§ **Requirement**:
Copy out exactly the lines from the first line of the material below through the line containing "end of text)", and nothing beyond them.

+---+

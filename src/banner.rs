//! # Banner Module
//!
//! This module recognizes pre-existing copyright banners in file content and
//! collapses them into a reserved insertion marker. Rendering then substitutes
//! the fresh notice at the marker position, which keeps the tool idempotent:
//! however many old banners a file has accumulated, a single pass leaves exactly
//! one up-to-date notice behind.
//!
//! Two recognizers run in sequence over the whole text:
//! 1. Block banners: a `/* ... */` comment that starts at column one and ends at
//!    a line boundary (or end of text)
//! 2. Line banners: one or more consecutive `//` lines, as a contiguous run
//!    starting and ending at line boundaries
//!
//! A matched comment is only removed when one of its lines carries a copyright
//! marker ("Copyright" followed by at least one token, optionally preceded by
//! comment punctuation). Indented comments are never treated as banners; they
//! are assumed to be ordinary code comments and left untouched.

use std::borrow::Cow;
use std::sync::LazyLock;

use regex::{Captures, Regex};

/// Reserved sentinel substituted for each removed banner.
///
/// `U+FFFD` (the Unicode replacement character) does not occur in legitimate
/// file content. Every marker introduced here is consumed again during
/// rendering, so it never appears in written output.
pub const INSERTION_MARKER: char = '\u{FFFD}';

/// Does the comment carry a copyright line? The line may open with comment
/// punctuation but must be followed by at least one non-whitespace token.
static COPYRIGHT_RE: LazyLock<Regex> =
  LazyLock::new(|| Regex::new(r"(?im)^[/*#|\s]*Copyright\s+\S+").expect("copyright regex must compile"));

/// A `/* ... */` block starting at column one, ending at a line boundary or end
/// of text. The line terminator after `*/` is captured so it can be re-emitted
/// behind the marker.
static BLOCK_BANNER_RE: LazyLock<Regex> =
  LazyLock::new(|| Regex::new(r"(?m)^/\*(?s:.*?)\*/[ \t]*(\r\n|\n|\r|$)").expect("block banner regex must compile"));

/// A maximal run of consecutive `//` lines starting at column one.
static LINE_BANNER_RE: LazyLock<Regex> = LazyLock::new(|| {
  Regex::new(r"(?m)^(?://[^\r\n]*(?:\r\n|\n|\r))*//[^\r\n]*(\r\n|\n|\r|$)").expect("line banner regex must compile")
});

/// Replaces every recognized old banner in `content` with [`INSERTION_MARKER`].
///
/// Both recognizers are applied unconditionally: files accumulate
/// differently-styled banners over their history (a block comment once, a
/// line-comment banner later), and every one of them must go. Comments without
/// a copyright line pass through unchanged.
///
/// # Parameters
///
/// * `content` - The file content to scan
///
/// # Returns
///
/// The content with each banner replaced by a single marker character. Borrowed
/// unchanged when neither recognizer matched anything.
pub fn remove_old_banners(content: &str) -> Cow<'_, str> {
  match collapse_matches(&BLOCK_BANNER_RE, content) {
    Cow::Borrowed(_) => collapse_matches(&LINE_BANNER_RE, content),
    Cow::Owned(owned) => Cow::Owned(collapse_matches(&LINE_BANNER_RE, &owned).into_owned()),
  }
}

/// Replace each match of `re` that passes the copyright test with the marker,
/// keeping the captured line terminator so surrounding lines stay intact.
fn collapse_matches<'a>(re: &Regex, content: &'a str) -> Cow<'a, str> {
  re.replace_all(content, |caps: &Captures| {
    let whole = &caps[0];
    if COPYRIGHT_RE.is_match(whole) {
      format!("{}{}", INSERTION_MARKER, &caps[1])
    } else {
      whole.to_string()
    }
  })
}

/// Substitutes the rendered notice for the collapsed banners.
///
/// The first marker occurrence in document order receives the notice; any
/// further markers (a file can hold several old banners) are deleted, so the
/// result carries exactly one notice and zero markers. When no banner was
/// found there is no marker at all, and the notice is prepended to the
/// unmodified content followed by a line separator.
///
/// # Parameters
///
/// * `content` - File content after [`remove_old_banners`]
/// * `notice` - The rendered notice text to place
///
/// # Returns
///
/// The final content with the notice in place and no marker characters left.
pub fn substitute_notice(content: &str, notice: &str) -> String {
  match content.find(INSERTION_MARKER) {
    Some(index) => {
      let after = &content[index + INSERTION_MARKER.len_utf8()..];
      let mut result = String::with_capacity(content.len() + notice.len());
      result.push_str(&content[..index]);
      result.push_str(notice);
      result.push_str(&after.replace(INSERTION_MARKER, ""));
      result
    }
    None => format!("{notice}\n{content}"),
  }
}
//! # renotice
//!
//! A tool that rewrites source and markup files to carry an up-to-date
//! templated copyright notice.

use anyhow::Result;
use renotice::cli::{Cli, run};

fn main() -> Result<()> {
  let cli = Cli::parse_args();
  run(cli)
}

+---+

§ **Response for this exercise**:
filename src/banner.rs
//! # Banner Module
//!
//! This module recognizes pre-existing copyright banners in file content and
//! collapses them into a reserved insertion marker. Rendering then substitutes
//! the fresh notice at the marker position, which keeps the tool idempotent:
//! however many old banners a file has accumulated, a single pass leaves exactly
//! one up-to-date notice behind.
//!
//! Two recognizers run in sequence over the whole text:
//! 1. Block banners: a `/* ... */` comment that starts at column one and ends at
//!    a line boundary (or end of text)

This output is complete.